- Exercise prompt -
How many lines of the data contain the string "payload"? Write the number and nothing more.

═════ Provided entries ═════

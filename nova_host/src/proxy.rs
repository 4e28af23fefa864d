// This Source Code Form is subject to the terms of the Mozilla Public
// License, v. 2.0. If a copy of the MPL was not distributed with this
// file, You can obtain one at https://mozilla.org/MPL/2.0/.

//! ## Host proxies
//!
//! Engine classes whose instances stand in for host objects and host
//! functions. Every instance carries an [`OpaqueLink`] naming a slot in a
//! per-runtime [`ProxyTable`]; the slot holds the native proxy that owns the
//! host behaviour. Traps recover the proxy through the link, convert their
//! inputs with the runtime's [`ValueConverter`], run the host logic through
//! [`invoke_host`] and convert the result back.
//!
//! [`OpaqueLink`]: crate::engine::OpaqueLink

use core::{fmt, num::NonZeroU32};
use std::{
    any::Any,
    panic::{AssertUnwindSafe, catch_unwind, panic_any, resume_unwind},
};

use tracing::{debug, error};

use crate::{
    engine::{ClassDef, ClassId, Engine, EngineError},
    heap::indexes::BaseIndex,
    host::{EngineOf, HostError, HostResult, HostValueOf, ValueConverter},
};

pub mod host_function;
pub mod host_object;

pub use host_function::{HostFunctionProxy, MAX_INLINE_ARGUMENTS};
pub use host_object::HostObjectProxy;

/// How [`resolve`] reaches a value's opaque slot.
#[derive(Debug, Clone, Copy, PartialEq, Eq)]
pub enum Lookup {
    /// Validates the class and raises a `TypeError` through the engine when
    /// the value is not an instance of it.
    Checked,
    /// Quiet lookup for callers that already know the value's class.
    Unchecked,
}

/// Recovers the native state index stored in `value`'s opaque link.
///
/// Returns `None` when the value has no opaque slot, is not an instance of
/// `class_id`, or its link has been cleared.
pub fn resolve<E: Engine>(
    engine: &mut E,
    value: &E::Value,
    class_id: ClassId,
    lookup: Lookup,
) -> Option<NonZeroU32> {
    let link = match lookup {
        Lookup::Checked => engine.get_opaque2(value, class_id),
        Lookup::Unchecked => engine.get_opaque(value, class_id),
    }?;
    link.native_state
}

/// Registers `class_id` with `engine` unless it already is. The definition
/// is only built when registration happens. Returns whether it did.
pub fn ensure_class_registered<E: Engine>(
    engine: &mut E,
    class_id: ClassId,
    class_def: impl FnOnce() -> ClassDef<E>,
) -> Result<bool, EngineError> {
    if engine.is_registered_class(class_id) {
        return Ok(false);
    }
    let class_def = class_def();
    debug!(
        class_id = class_id.into_u32(),
        class_name = class_def.class_name,
        "registering host proxy class"
    );
    engine.new_class(class_id, class_def)?;
    Ok(true)
}

/// Slot table owning the native proxies of one runtime.
///
/// Removing a proxy empties its slot; the slot may be handed out again
/// afterwards.
#[derive(Debug)]
pub struct ProxyTable<T> {
    slots: Vec<Option<T>>,
    free: Vec<BaseIndex<T>>,
}

impl<T> Default for ProxyTable<T> {
    fn default() -> Self {
        Self {
            slots: Vec::new(),
            free: Vec::new(),
        }
    }
}

impl<T> ProxyTable<T> {
    pub fn new() -> Self {
        Self::default()
    }

    pub fn insert(&mut self, proxy: T) -> BaseIndex<T> {
        match self.free.pop() {
            Some(index) => {
                let slot = &mut self.slots[index.into_index()];
                debug_assert!(slot.is_none());
                *slot = Some(proxy);
                index
            }
            None => {
                let index = BaseIndex::from_index(self.slots.len());
                self.slots.push(Some(proxy));
                index
            }
        }
    }

    pub fn get(&self, index: BaseIndex<T>) -> Option<&T> {
        self.slots.get(index.into_index())?.as_ref()
    }

    pub fn remove(&mut self, index: BaseIndex<T>) -> Option<T> {
        let removed = self.slots.get_mut(index.into_index())?.take()?;
        self.free.push(index);
        Some(removed)
    }

    /// Number of live proxies.
    pub fn len(&self) -> usize {
        self.slots.len() - self.free.len()
    }

    pub fn is_empty(&self) -> bool {
        self.len() == 0
    }
}

/// Panic payload of a failure in the proxy bookkeeping itself.
///
/// [`invoke_host`] never swallows it, so it unwinds out of every nested trap
/// up to the embedder.
#[derive(Debug, Clone, Copy, PartialEq, Eq)]
pub struct ContractViolation(pub &'static str);

impl fmt::Display for ContractViolation {
    fn fmt(&self, f: &mut fmt::Formatter<'_>) -> fmt::Result {
        write!(f, "host proxy contract violated: {}", self.0)
    }
}

#[cold]
#[track_caller]
pub(crate) fn contract_violation(message: &'static str) -> ! {
    let violation = ContractViolation(message);
    error!("{violation}");
    panic_any(violation)
}

fn panic_message(payload: &(dyn Any + Send)) -> String {
    if let Some(message) = payload.downcast_ref::<&str>() {
        (*message).to_owned()
    } else if let Some(message) = payload.downcast_ref::<String>() {
        message.clone()
    } else {
        "host logic panicked".to_owned()
    }
}

/// Runs host logic for `trap` and applies the boundary error policy.
///
/// A structured [`HostError::Js`] is converted and raised through
/// [`Engine::throw`]. Any other failure, including a panic, is swallowed:
/// nothing is raised and the trap reports its "no value" result. Either
/// way `None` is returned and nothing unwinds into engine frames.
pub(crate) fn invoke_host<C: ValueConverter, T>(
    engine: &mut EngineOf<C>,
    converter: &C,
    trap: &'static str,
    host: impl FnOnce(&mut EngineOf<C>) -> HostResult<T, HostValueOf<C>>,
) -> Option<T> {
    let result = match catch_unwind(AssertUnwindSafe(|| host(&mut *engine))) {
        Ok(result) => result,
        Err(payload) if payload.is::<ContractViolation>() => resume_unwind(payload),
        Err(payload) => Err(HostError::native(panic_message(payload.as_ref()))),
    };
    match result {
        Ok(value) => Some(value),
        Err(HostError::Js(error)) => {
            let error = converter.to_engine_value(engine, &error);
            engine.throw(error);
            None
        }
        Err(HostError::Native(error)) => {
            debug!(trap, %error, "swallowed unstructured host failure");
            None
        }
    }
}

═════

- Exercise response -
6